Credit:  By Jason Babcock, Staff writer | January 21, 2015 | /www.somdnews.com ~~

Southern Maryland lawmakers will be reintroducing a bill to put a moratorium on a wind turbine project across the Chesapeake Bay that is viewed as a threat to radar testing at Patuxent River Naval Air Station, according to Del. Tony O’Donnell (R-St. Mary’s, Calvert).

“It’s going to virtually be the same bill,” O’Donnell said Friday afternoon, as the one passed by the Maryland General Assembly last year, but then vetoed by Gov. Martin O’Malley (D).

“The entire delegation will be behind it,” he said.

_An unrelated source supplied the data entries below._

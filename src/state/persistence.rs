use std::collections::HashMap;
use std::fs;
use std::path::Path;

use crate::error::Result;
use crate::models::{GroceryItem, MealPlan, ShoppingPreferences};
use crate::state::GroceryQuantityLedger;

/// Load a meal plan from a JSON file.
///
/// The file maps day names to meal lists; a day with no meals is rejected.
pub fn load_meal_plan<P: AsRef<Path>>(path: P) -> Result<MealPlan> {
    let content = fs::read_to_string(path)?;
    let plan: MealPlan = serde_json::from_str(&content)?;
    Ok(plan)
}

/// Load a grocery list from a JSON file.
///
/// Deduplicates by id: the last occurrence wins but keeps the position of
/// the first.
pub fn load_grocery_list<P: AsRef<Path>>(path: P) -> Result<Vec<GroceryItem>> {
    let content = fs::read_to_string(path)?;
    let items: Vec<GroceryItem> = serde_json::from_str(&content)?;
    Ok(dedup_by_id(items))
}

fn dedup_by_id(items: Vec<GroceryItem>) -> Vec<GroceryItem> {
    let mut position: HashMap<String, usize> = HashMap::new();
    let mut deduped: Vec<GroceryItem> = Vec::with_capacity(items.len());

    for item in items {
        match position.get(&item.id) {
            Some(&idx) => deduped[idx] = item,
            None => {
                position.insert(item.id.clone(), deduped.len());
                deduped.push(item);
            }
        }
    }

    deduped
}

/// Write the order sheet handed to the grocery service.
///
/// One row per item with a positive quantity. Alternatives are left blank
/// when substitutions are not allowed.
pub fn export_order_sheet<P: AsRef<Path>>(
    path: P,
    ledger: &GroceryQuantityLedger,
    preferences: &ShoppingPreferences,
) -> Result<usize> {
    let mut wtr = csv::Writer::from_path(path)?;

    wtr.write_record([
        "id",
        "name",
        "category",
        "quantity",
        "unit",
        "substitutes",
        "organic_only",
        "preferred_brands",
    ])?;

    let brands = preferences.brands().join("; ");
    let order = ledger.to_order();

    for item in &order {
        let substitutes = if preferences.substitute_allowed {
            item.alternatives.join("; ")
        } else {
            String::new()
        };

        wtr.write_record([
            item.id.clone(),
            item.name.clone(),
            item.category.clone(),
            item.quantity.to_string(),
            item.unit.clone(),
            substitutes,
            preferences.organic_only.to_string(),
            brands.clone(),
        ])?;
    }

    wtr.flush()?;
    tracing::info!(rows = order.len(), "order sheet written");
    Ok(order.len())
}

#[cfg(test)]
mod tests {
    use super::*;
    use std::io::Write;
    use tempfile::NamedTempFile;

    #[test]
    fn test_load_meal_plan() {
        let json = r#"{
            "Tuesday": [
                {"type": "Lunch", "recipe": {"id": "r-2", "name": "Soup", "nutrition": {"calories": 400, "protein": 20, "carbs": 50, "fat": 10}}}
            ],
            "Monday": [
                {"type": "Breakfast", "recipe": {"id": "r-1", "name": "Oats", "nutrition": {"calories": 350, "protein": 12, "carbs": 58, "fat": 8}}}
            ]
        }"#;

        let mut file = NamedTempFile::new().unwrap();
        file.write_all(json.as_bytes()).unwrap();

        let plan = load_meal_plan(file.path()).unwrap();
        assert_eq!(plan.day_count(), 2);
        let ids: Vec<&str> = plan.recipe_ids().collect();
        assert_eq!(ids, vec!["r-1", "r-2"]);
    }

    #[test]
    fn test_load_meal_plan_rejects_unknown_day() {
        let json = r#"{"Caturday": [
            {"type": "Lunch", "recipe": {"id": "r-2", "name": "Soup", "nutrition": {"calories": 400, "protein": 20, "carbs": 50, "fat": 10}}}
        ]}"#;

        let mut file = NamedTempFile::new().unwrap();
        file.write_all(json.as_bytes()).unwrap();

        assert!(load_meal_plan(file.path()).is_err());
    }

    #[test]
    fn test_grocery_deduplication() {
        let json = r#"[
            {"id": "1", "name": "Oats", "category": "Grains", "quantity": 1, "unit": "lb", "alternatives": []},
            {"id": "2", "name": "Berries", "category": "Produce", "quantity": 2, "unit": "cups"},
            {"id": "1", "name": "Oats", "category": "Grains", "quantity": 4, "unit": "lb", "alternatives": ["Quick Oats"]}
        ]"#;

        let mut file = NamedTempFile::new().unwrap();
        file.write_all(json.as_bytes()).unwrap();

        let items = load_grocery_list(file.path()).unwrap();
        assert_eq!(items.len(), 2);
        // Last occurrence wins, first position kept
        assert_eq!(items[0].id, "1");
        assert_eq!(items[0].quantity, 4);
        assert_eq!(items[1].id, "2");
    }

    #[test]
    fn test_export_order_sheet() {
        let ledger = GroceryQuantityLedger::new(vec![
            GroceryItem::new("1", "Oats", "Grains", 1, "lb", &["Steel Cut Oats", "Quick Oats"]),
            GroceryItem::new("2", "Berries", "Produce", 0, "cups", &[]),
        ]);
        let prefs = ShoppingPreferences {
            organic_only: true,
            preferred_brands: "Acme, Green Farm".to_string(),
            substitute_allowed: true,
        };

        let out = NamedTempFile::new().unwrap();
        let rows = export_order_sheet(out.path(), &ledger, &prefs).unwrap();
        assert_eq!(rows, 1);

        let mut rdr = csv::Reader::from_path(out.path()).unwrap();
        let records: Vec<csv::StringRecord> = rdr.records().map(|r| r.unwrap()).collect();
        assert_eq!(records.len(), 1);
        assert_eq!(&records[0][0], "1");
        assert_eq!(&records[0][3], "1");
        assert_eq!(&records[0][5], "Steel Cut Oats; Quick Oats");
        assert_eq!(&records[0][6], "true");
        assert_eq!(&records[0][7], "Acme; Green Farm");
    }

    #[test]
    fn test_export_without_substitutes() {
        let ledger = GroceryQuantityLedger::new(vec![GroceryItem::new(
            "1",
            "Oats",
            "Grains",
            2,
            "lb",
            &["Quick Oats"],
        )]);
        let prefs = ShoppingPreferences {
            substitute_allowed: false,
            ..Default::default()
        };

        let out = NamedTempFile::new().unwrap();
        export_order_sheet(out.path(), &ledger, &prefs).unwrap();

        let mut rdr = csv::Reader::from_path(out.path()).unwrap();
        let record = rdr.records().next().unwrap().unwrap();
        assert_eq!(&record[5], "");
    }
}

St. Mary’s County sent two new delegates and a new state senator, all Republicans, to join O’Donnell in Annapolis after last November’s election.

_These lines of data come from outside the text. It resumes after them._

//! Built-in sample week and grocery list.

use std::collections::BTreeMap;

use crate::models::MealType::{Breakfast, Dinner, Lunch, Snack};
use crate::models::Weekday::{Friday, Monday, Saturday, Sunday, Thursday, Tuesday, Wednesday};
use crate::models::{GroceryItem, Meal, MealPlan, MealType, NutritionFacts, Recipe, Weekday};

/// (day, meal type, recipe id, name, calories, protein, carbs, fat)
type Row = (Weekday, MealType, &'static str, &'static str, f64, f64, f64, f64);

const SAMPLE_WEEK: &[Row] = &[
    (Monday, Breakfast, "r-oat-berry", "Overnight Oats with Berries", 350.0, 12.0, 58.0, 8.0),
    (Monday, Lunch, "r-quinoa-bowl", "Mediterranean Quinoa Bowl", 520.0, 18.0, 64.0, 20.0),
    (Monday, Dinner, "r-salmon-veg", "Baked Salmon with Roasted Vegetables", 610.0, 42.0, 30.0, 34.0),
    (Tuesday, Breakfast, "r-greek-yogurt", "Greek Yogurt Parfait", 310.0, 20.0, 40.0, 7.0),
    (Tuesday, Lunch, "r-chicken-wrap", "Grilled Chicken Wrap", 480.0, 35.0, 45.0, 16.0),
    (Tuesday, Dinner, "r-veg-stirfry", "Tofu Vegetable Stir-Fry", 540.0, 24.0, 62.0, 20.0),
    (Tuesday, Snack, "r-hummus-veg", "Hummus and Veggie Sticks", 180.0, 6.0, 18.0, 9.0),
    (Wednesday, Breakfast, "r-avocado-toast", "Avocado Toast with Egg", 390.0, 16.0, 32.0, 22.0),
    (Wednesday, Lunch, "r-lentil-soup", "Red Lentil Soup", 430.0, 22.0, 60.0, 9.0),
    (Wednesday, Dinner, "r-turkey-chili", "Turkey Chili", 580.0, 44.0, 48.0, 22.0),
    (Thursday, Breakfast, "r-oat-berry", "Overnight Oats with Berries", 350.0, 12.0, 58.0, 8.0),
    (Thursday, Lunch, "r-caprese-salad", "Caprese Salad with Chickpeas", 460.0, 19.0, 38.0, 26.0),
    (Thursday, Dinner, "r-shrimp-tacos", "Shrimp Tacos with Slaw", 590.0, 36.0, 56.0, 22.0),
    (Friday, Breakfast, "r-smoothie", "Green Protein Smoothie", 330.0, 25.0, 42.0, 7.0),
    (Friday, Lunch, "r-sushi-bowl", "Salmon Sushi Bowl", 560.0, 30.0, 70.0, 16.0),
    (Friday, Dinner, "r-margherita", "Whole Wheat Margherita Pizza", 650.0, 28.0, 78.0, 24.0),
    (Friday, Snack, "r-trail-mix", "Dark Chocolate Trail Mix", 220.0, 6.0, 20.0, 14.0),
    (Saturday, Breakfast, "r-pancakes", "Banana Oat Pancakes", 420.0, 14.0, 68.0, 10.0),
    (Saturday, Lunch, "r-falafel", "Falafel Pita Plate", 540.0, 20.0, 66.0, 22.0),
    (Saturday, Dinner, "r-tikka-masala", "Chicken Tikka Masala with Rice", 690.0, 45.0, 72.0, 22.0),
    (Sunday, Breakfast, "r-shakshuka", "Shakshuka", 380.0, 20.0, 24.0, 22.0),
    (Sunday, Lunch, "r-pad-thai", "Vegetable Pad Thai", 560.0, 18.0, 80.0, 18.0),
    (Sunday, Dinner, "r-roast-chicken", "Herb Roast Chicken with Potatoes", 640.0, 48.0, 44.0, 28.0),
];

/// Sample week of suggestions covering all seven days.
pub fn sample_meal_plan() -> MealPlan {
    let mut days: BTreeMap<Weekday, Vec<Meal>> = BTreeMap::new();
    for &(day, meal_type, id, name, calories, protein, carbs, fat) in SAMPLE_WEEK {
        days.entry(day).or_default().push(Meal::new(
            meal_type,
            Recipe::new(id, name, NutritionFacts::new(calories, protein, carbs, fat)),
        ));
    }

    let plan = MealPlan::from_days(days);
    debug_assert!(plan.is_ok(), "sample week has an empty day");
    plan.unwrap_or_default()
}

/// Sample grocery list for the review page.
pub fn sample_grocery_list() -> Vec<GroceryItem> {
    vec![
        GroceryItem::new(
            "1",
            "Organic Rolled Oats",
            "Grains",
            1,
            "lb",
            &["Steel Cut Oats", "Quick Oats"],
        ),
        GroceryItem::new(
            "2",
            "Fresh Berries Mix",
            "Produce",
            2,
            "cups",
            &["Frozen Berry Mix", "Mixed Fruit"],
        ),
        GroceryItem::new("3", "Atlantic Salmon Fillet", "Seafood", 2, "lb", &["Steelhead Trout"]),
        GroceryItem::new("4", "Baby Spinach", "Produce", 1, "bag", &["Kale", "Arugula"]),
        GroceryItem::new("5", "Plain Greek Yogurt", "Dairy", 2, "tubs", &["Skyr"]),
        GroceryItem::new("6", "Chicken Breast", "Meat", 3, "lb", &["Chicken Thighs"]),
        GroceryItem::new("7", "Extra Firm Tofu", "Protein", 2, "blocks", &[]),
        GroceryItem::new("8", "Red Lentils", "Grains", 1, "lb", &["Yellow Split Peas"]),
    ]
}

#[cfg(test)]
mod tests {
    use super::*;

    #[test]
    fn test_sample_plan_covers_week() {
        let plan = sample_meal_plan();
        assert_eq!(plan.day_count(), 7);
        assert_eq!(plan.meal_count(), SAMPLE_WEEK.len());
    }

    #[test]
    fn test_sample_grocery_ids_unique() {
        let items = sample_grocery_list();
        let mut ids: Vec<&str> = items.iter().map(|i| i.id.as_str()).collect();
        ids.sort();
        ids.dedup();
        assert_eq!(ids.len(), items.len());
    }
}
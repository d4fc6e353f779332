pub mod cli;
pub mod error;
pub mod interface;
pub mod models;
pub mod planner;
pub mod state;

pub use error::{PlannerError, Result};
pub use models::{GroceryItem, Meal, MealPlan, PreferencesDraft, Recipe, WeeklyTotals};
pub use state::{AcceptanceTracker, GroceryQuantityLedger, MealPlanStore};
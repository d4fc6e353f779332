pub mod prompts;
pub mod render;

pub use prompts::{
    fill_preferences_form, prompt_delivery_day, prompt_filters, prompt_form_action, prompt_goal,
    prompt_grocery_action, prompt_grocery_item, prompt_multi_value, prompt_number, prompt_recipe,
    prompt_review_action, prompt_text, prompt_yes_no, FormAction, GroceryAction, ReviewAction,
};
pub use render::{
    display_grocery_list, display_preferences, display_recipe, display_replacement_requests,
    display_suggestions, display_weekly_totals,
};
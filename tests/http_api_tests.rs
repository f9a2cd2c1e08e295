use receipt_points::domain::points::Points;
use receipt_points::interfaces::http::error::ErrorResponse;
use receipt_points::interfaces::http::handlers::{PointsResponse, ProcessResponse};

mod common;

async fn submit(client: &reqwest::Client, base: &str, body: String) -> reqwest::Response {
    client
        .post(format!("{}/receipts/process", base))
        .header("content-type", "application/json")
        .body(body)
        .send()
        .await
        .unwrap()
}

async fn points(client: &reqwest::Client, base: &str, id: &str) -> reqwest::Response {
    client
        .get(format!("{}/receipts/{}/points", base, id))
        .send()
        .await
        .unwrap()
}

#[tokio::test]
async fn target_receipt_scores_28() {
    let base = common::spawn_test_server().await;
    let client = reqwest::Client::new();

    let resp = submit(&client, &base, common::fixture_json("target.json")).await;
    assert_eq!(resp.status(), 200);
    let ProcessResponse { id } = resp.json::<ProcessResponse>().await.unwrap();

    let resp = points(&client, &base, &id.to_string()).await;
    assert_eq!(resp.status(), 200);
    let body: PointsResponse = resp.json().await.unwrap();
    assert_eq!(body.points, Points::new(28));
}

#[tokio::test]
async fn mm_corner_market_scores_109() {
    let base = common::spawn_test_server().await;
    let client = reqwest::Client::new();

    let resp = submit(&client, &base, common::fixture_json("mm_corner_market.json")).await;
    let ProcessResponse { id } = resp.json::<ProcessResponse>().await.unwrap();

    let body: serde_json::Value = points(&client, &base, &id.to_string())
        .await
        .json()
        .await
        .unwrap();
    assert_eq!(body, serde_json::json!({ "points": 109 }));
}

#[tokio::test]
async fn process_response_is_id_object() {
    let base = common::spawn_test_server().await;
    let client = reqwest::Client::new();

    let resp = submit(&client, &base, common::fixture_json("target.json")).await;
    let content_type = resp.headers().get("content-type").unwrap().to_str().unwrap();
    assert!(content_type.contains("application/json"));

    let body: serde_json::Value = resp.json().await.unwrap();
    let id = body["id"].as_str().expect("id should be a string");
    assert_eq!(id.len(), 36);
    assert!(id.chars().all(|c| c.is_ascii_hexdigit() || c == '-'));
}

#[tokio::test]
async fn malformed_json_is_bad_request() {
    let base = common::spawn_test_server().await;
    let client = reqwest::Client::new();

    let resp = submit(&client, &base, "{not json".to_string()).await;
    assert_eq!(resp.status(), 400);
    let body: ErrorResponse = resp.json().await.unwrap();
    assert_eq!(body.error, "Invalid JSON");
}

#[tokio::test]
async fn missing_field_is_bad_request() {
    let base = common::spawn_test_server().await;
    let client = reqwest::Client::new();

    let body = r#"{"retailer": "Target", "purchaseDate": "2022-01-01", "items": [], "total": "1.00"}"#;
    let resp = submit(&client, &base, body.to_string()).await;
    assert_eq!(resp.status(), 400);
}

#[tokio::test]
async fn wrong_field_type_is_bad_request() {
    let base = common::spawn_test_server().await;
    let client = reqwest::Client::new();

    let body = r#"{
        "retailer": "Target",
        "purchaseDate": "2022-01-01",
        "purchaseTime": "13:01",
        "items": [{"shortDescription": "Pepsi", "price": 1.25}],
        "total": "1.25"
    }"#;
    let resp = submit(&client, &base, body.to_string()).await;
    assert_eq!(resp.status(), 400);
}

#[tokio::test]
async fn missing_content_type_is_bad_request() {
    let base = common::spawn_test_server().await;
    let resp = reqwest::Client::new()
        .post(format!("{}/receipts/process", base))
        .body(common::fixture_json("target.json"))
        .send()
        .await
        .unwrap();
    assert_eq!(resp.status(), 400);
}

#[tokio::test]
async fn malformed_fields_still_score() {
    let base = common::spawn_test_server().await;
    let client = reqwest::Client::new();

    // only the retailer rule can award anything here
    let body = r#"{
        "retailer": "Shop",
        "purchaseDate": "yesterday",
        "purchaseTime": "noon",
        "items": [{"shortDescription": "abc", "price": "free"}],
        "total": "n/a"
    }"#;
    let resp = submit(&client, &base, body.to_string()).await;
    assert_eq!(resp.status(), 200);
    let ProcessResponse { id } = resp.json::<ProcessResponse>().await.unwrap();

    let body: PointsResponse = points(&client, &base, &id.to_string())
        .await
        .json()
        .await
        .unwrap();
    assert_eq!(body.points, Points::new(4));
}

#[tokio::test]
async fn unknown_id_is_not_found() {
    let base = common::spawn_test_server().await;
    let client = reqwest::Client::new();

    let resp = points(&client, &base, "7fb1377b-b223-49d9-a31a-5a02701dd310").await;
    assert_eq!(resp.status(), 404);
    let body: ErrorResponse = resp.json().await.unwrap();
    assert_eq!(body.error, "Receipt not found");
}

#[tokio::test]
async fn malformed_id_is_not_found() {
    let base = common::spawn_test_server().await;
    let client = reqwest::Client::new();

    let resp = points(&client, &base, "not-a-receipt").await;
    assert_eq!(resp.status(), 404);
    let body: serde_json::Value = resp.json().await.unwrap();
    assert_eq!(body, serde_json::json!({ "error": "Receipt not found" }));
}

#[tokio::test]
async fn zero_score_is_distinct_from_not_found() {
    let base = common::spawn_test_server().await;
    let client = reqwest::Client::new();

    let body = serde_json::to_string(&common::receipt_worth(0)).unwrap();
    let ProcessResponse { id } = submit(&client, &base, body)
        .await
        .json::<ProcessResponse>()
        .await
        .unwrap();

    let resp = points(&client, &base, &id.to_string()).await;
    assert_eq!(resp.status(), 200);
    let body: PointsResponse = resp.json().await.unwrap();
    assert_eq!(body.points, Points::ZERO);
}

#[tokio::test]
async fn identical_submissions_get_distinct_ids() {
    let base = common::spawn_test_server().await;
    let client = reqwest::Client::new();

    let ProcessResponse { id: first } = submit(&client, &base, common::fixture_json("target.json"))
        .await
        .json::<ProcessResponse>()
        .await
        .unwrap();
    let ProcessResponse { id: second } = submit(&client, &base, common::fixture_json("target.json"))
        .await
        .json::<ProcessResponse>()
        .await
        .unwrap();
    assert_ne!(first, second);

    for id in [first, second] {
        let body: PointsResponse = points(&client, &base, &id.to_string())
            .await
            .json()
            .await
            .unwrap();
        assert_eq!(body.points, Points::new(28));
    }
}

#[tokio::test]
async fn unknown_route_returns_404() {
    let base = common::spawn_test_server().await;
    let resp = reqwest::get(format!("{}/receipts", base)).await.unwrap();
    assert_eq!(resp.status(), 404);
}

Last year’s bill, which was also sponsored by Southern Maryland lawmakers, would have stopped Pioneer Green’s Great Bay energy project of 25 wind turbines in Somerset County until the Massachusetts Institute of Technology completed a $2 million study on its effect on specialized radar systems at Pax River.

Opponents of the project, including Rep. Steny Hoyer (D-Md., 5th), testified last year the tall wind turbines would interfere with the ADAMS radar system and could endanger jobs at the Navy base, which provides employment to 22,000 people.

Despite majority support of the bill in both houses, then-Gov. Martin O’Malley (D) vetoed that bill last May as a proponent of renewable energy.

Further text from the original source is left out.